[Dataset entries]
----

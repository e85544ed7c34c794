use rand::RngCore;
use std::fmt;

/// Short opaque token identifying one pool entry and its paired launch
/// signal. Reference encoding is hex of 4 random bytes.
#[derive(Debug, Clone, PartialEq, Eq, Hash, PartialOrd, Ord)]
pub struct FlowId(String);

impl FlowId {
    pub fn generate() -> Self {
        let mut bytes = [0u8; 4];
        rand::thread_rng().fill_bytes(&mut bytes);
        Self(hex::encode(bytes))
    }

    pub fn as_str(&self) -> &str {
        &self.0
    }
}

impl From<String> for FlowId {
    fn from(s: String) -> Self {
        Self(s)
    }
}

impl fmt::Display for FlowId {
    fn fmt(&self, f: &mut fmt::Formatter<'_>) -> fmt::Result {
        f.write_str(&self.0)
    }
}

/// Which transport a flow's target arrival was observed on.
#[derive(Debug, Clone, Copy, PartialEq, Eq)]
pub enum Protocol {
    Tcp,
    Udp,
}

impl Protocol {
    /// The control-channel fragment code for a launch signal (§4.5).
    pub fn fragment(self) -> &'static str {
        match self {
            Protocol::Tcp => "1",
            Protocol::Udp => "2",
        }
    }

    pub fn from_fragment(code: &str) -> Option<Self> {
        match code {
            "1" => Some(Protocol::Tcp),
            "2" => Some(Protocol::Udp),
            _ => None,
        }
    }
}
//! The control-channel line protocol (§4.5): handshake, launch signals,
//! keepalive, and the pool-flush signal. Lines are URL-shaped
//! (`scheme://host#fragment`) but the grammar is small enough that a
//! hand-rolled parser is clearer than pulling in a general URL parser.

use std::collections::VecDeque;
use std::sync::Arc;

use nodepass_shared::{FlowId, Protocol, ProtocolError, TlsMode};
use tokio::io::{AsyncBufReadExt, AsyncWrite, AsyncWriteExt, BufReader};
use tokio::sync::{Mutex, Notify};
use tracing::warn;

/// A single parsed line on the control channel.
#[derive(Debug, Clone, PartialEq, Eq)]
pub enum Signal {
    Handshake { remote_port: u16, tls_mode: TlsMode },
    Launch { id: FlowId, protocol: Protocol },
    Flush,
    Keepalive,
}

pub fn encode_handshake(remote_port: u16, tls_mode: TlsMode) -> String {
    format!("tunnel://{remote_port}#{}\n", tls_mode.code())
}

pub fn encode_launch(id: &FlowId, protocol: Protocol) -> String {
    format!("//{id}#{}\n", protocol.fragment())
}

pub fn encode_flush() -> String {
    "//#0\n".to_string()
}

pub fn encode_keepalive() -> String {
    "\n".to_string()
}

/// Maximum line length the reader accepts before treating the line as
/// malformed (§6 "maximum line length ≈ 256 bytes").
const MAX_LINE_LEN: usize = 256;

pub fn parse_line(raw: &str) -> Result<Signal, ProtocolError> {
    let line = raw.trim_end_matches(['\r', '\n']);
    if line.is_empty() {
        return Ok(Signal::Keepalive);
    }
    if line.len() > MAX_LINE_LEN {
        return Err(ProtocolError::Malformed(line.to_string()));
    }

    if let Some(rest) = line.strip_prefix("tunnel://") {
        let (host, frag) = split_fragment(rest).ok_or_else(|| ProtocolError::Malformed(line.to_string()))?;
        let remote_port: u16 = host
            .parse()
            .map_err(|_| ProtocolError::Malformed(line.to_string()))?;
        let tls_mode =
            TlsMode::from_code(frag).ok_or_else(|| ProtocolError::UnknownFragment(frag.to_string()))?;
        return Ok(Signal::Handshake { remote_port, tls_mode });
    }

    if let Some(rest) = line.strip_prefix("//") {
        let (host, frag) = split_fragment(rest).ok_or_else(|| ProtocolError::Malformed(line.to_string()))?;
        return match frag {
            "0" => Ok(Signal::Flush),
            "1" | "2" => {
                let protocol = Protocol::from_fragment(frag)
                    .ok_or_else(|| ProtocolError::UnknownFragment(frag.to_string()))?;
                Ok(Signal::Launch {
                    id: FlowId::from(host.to_string()),
                    protocol,
                })
            }
            other => Err(ProtocolError::UnknownFragment(other.to_string())),
        };
    }

    Err(ProtocolError::Malformed(line.to_string()))
}

fn split_fragment(s: &str) -> Option<(&str, &str)> {
    let idx = s.find('#')?;
    Some((&s[..idx], &s[idx + 1..]))
}

/// Serializes writes to the control channel behind a mutex so that a
/// signal or keepalive is always written as one atomic line (§5 "exactly
/// one writer per endpoint").
pub struct ControlWriter<W> {
    inner: Mutex<W>,
}

impl<W: AsyncWrite + Unpin> ControlWriter<W> {
    pub fn new(writer: W) -> Self {
        Self { inner: Mutex::new(writer) }
    }

    pub async fn write_line(&self, line: &str) -> std::io::Result<()> {
        let mut guard = self.inner.lock().await;
        guard.write_all(line.as_bytes()).await?;
        guard.flush().await
    }
}

/// Reads lines off the control channel and hands back parsed [`Signal`]s.
/// Malformed lines and unknown fragments are logged and skipped, never
/// surfaced as an error (§7 ProtocolError: "logged, line dropped, tunnel
/// continues").
pub struct ControlReader<R> {
    inner: BufReader<R>,
}

impl<R: tokio::io::AsyncRead + Unpin> ControlReader<R> {
    pub fn new(reader: R) -> Self {
        Self { inner: BufReader::new(reader) }
    }

    /// Reads and parses the next well-formed signal, silently skipping
    /// malformed lines. Returns `Ok(None)` at EOF.
    pub async fn next_signal(&mut self) -> std::io::Result<Option<Signal>> {
        loop {
            let mut line = String::new();
            let n = self.inner.read_line(&mut line).await?;
            if n == 0 {
                return Ok(None);
            }
            match parse_line(&line) {
                Ok(signal) => return Ok(Some(signal)),
                Err(e) => {
                    warn!(error = %e, "dropping malformed control line");
                    continue;
                }
            }
        }
    }
}

/// A bounded FIFO of pending signals with drop-oldest overflow (§4.5
/// "Signal queueing"). One task pushes (the line reader), another pops in
/// a loop and spawns a per-flow handler.
pub struct SignalQueue {
    inner: Mutex<VecDeque<Signal>>,
    capacity: usize,
    notify: Notify,
}

impl SignalQueue {
    pub fn new(capacity: usize) -> Arc<Self> {
        Arc::new(Self {
            inner: Mutex::new(VecDeque::with_capacity(capacity.min(256))),
            capacity: capacity.max(1),
            notify: Notify::new(),
        })
    }

    /// Pushes a signal, dropping the oldest queued entry if at capacity.
    pub async fn push(&self, signal: Signal) {
        let mut queue = self.inner.lock().await;
        if queue.len() >= self.capacity {
            queue.pop_front();
            warn!(capacity = self.capacity, "signal queue saturated, dropping oldest signal");
        }
        queue.push_back(signal);
        drop(queue);
        self.notify.notify_one();
    }

    /// Pops the next signal, waiting if the queue is currently empty.
    pub async fn pop(&self) -> Signal {
        loop {
            {
                let mut queue = self.inner.lock().await;
                if let Some(signal) = queue.pop_front() {
                    return signal;
                }
            }
            self.notify.notified().await;
        }
    }
}

#[cfg(test)]
mod tests {
    use super::*;

    #[test]
    fn parses_handshake_line() {
        let signal = parse_line("tunnel://18000#1\n").unwrap();
        assert_eq!(
            signal,
            Signal::Handshake { remote_port: 18000, tls_mode: TlsMode::SelfSigned }
        );
    }

    #[test]
    fn parses_launch_lines() {
        assert_eq!(
            parse_line("//ab12cd34#1\n").unwrap(),
            Signal::Launch { id: FlowId::from("ab12cd34".to_string()), protocol: Protocol::Tcp }
        );
        assert_eq!(
            parse_line("//ab12cd34#2\n").unwrap(),
            Signal::Launch { id: FlowId::from("ab12cd34".to_string()), protocol: Protocol::Udp }
        );
    }

    #[test]
    fn parses_flush_and_keepalive() {
        assert_eq!(parse_line("//#0\n").unwrap(), Signal::Flush);
        assert_eq!(parse_line("\n").unwrap(), Signal::Keepalive);
        assert_eq!(parse_line("").unwrap(), Signal::Keepalive);
    }

    #[test]
    fn rejects_unknown_fragment() {
        assert!(matches!(parse_line("//abcd#9\n"), Err(ProtocolError::UnknownFragment(_))));
    }

    #[test]
    fn rejects_lines_without_scheme_markers() {
        assert!(matches!(parse_line("not-a-signal\n"), Err(ProtocolError::Malformed(_))));
    }

    #[tokio::test]
    async fn queue_drops_oldest_on_overflow() {
        let queue = SignalQueue::new(2);
        queue.push(Signal::Keepalive).await;
        queue.push(Signal::Flush).await;
        queue.push(Signal::Launch { id: FlowId::from("x".to_string()), protocol: Protocol::Tcp }).await;

        let first = queue.pop().await;
        assert_eq!(first, Signal::Flush);
    }
}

----

**WHAT YOU WILL DO:**
Check every line above for the string "derive" and copy those that have it.

**WRITTEN ANSWER:**
#[derive(Debug, Clone, PartialEq, Eq, Hash, PartialOrd, Ord)]
#[derive(Debug, Clone, Copy, PartialEq, Eq)]
#[derive(Debug, Clone, PartialEq, Eq)]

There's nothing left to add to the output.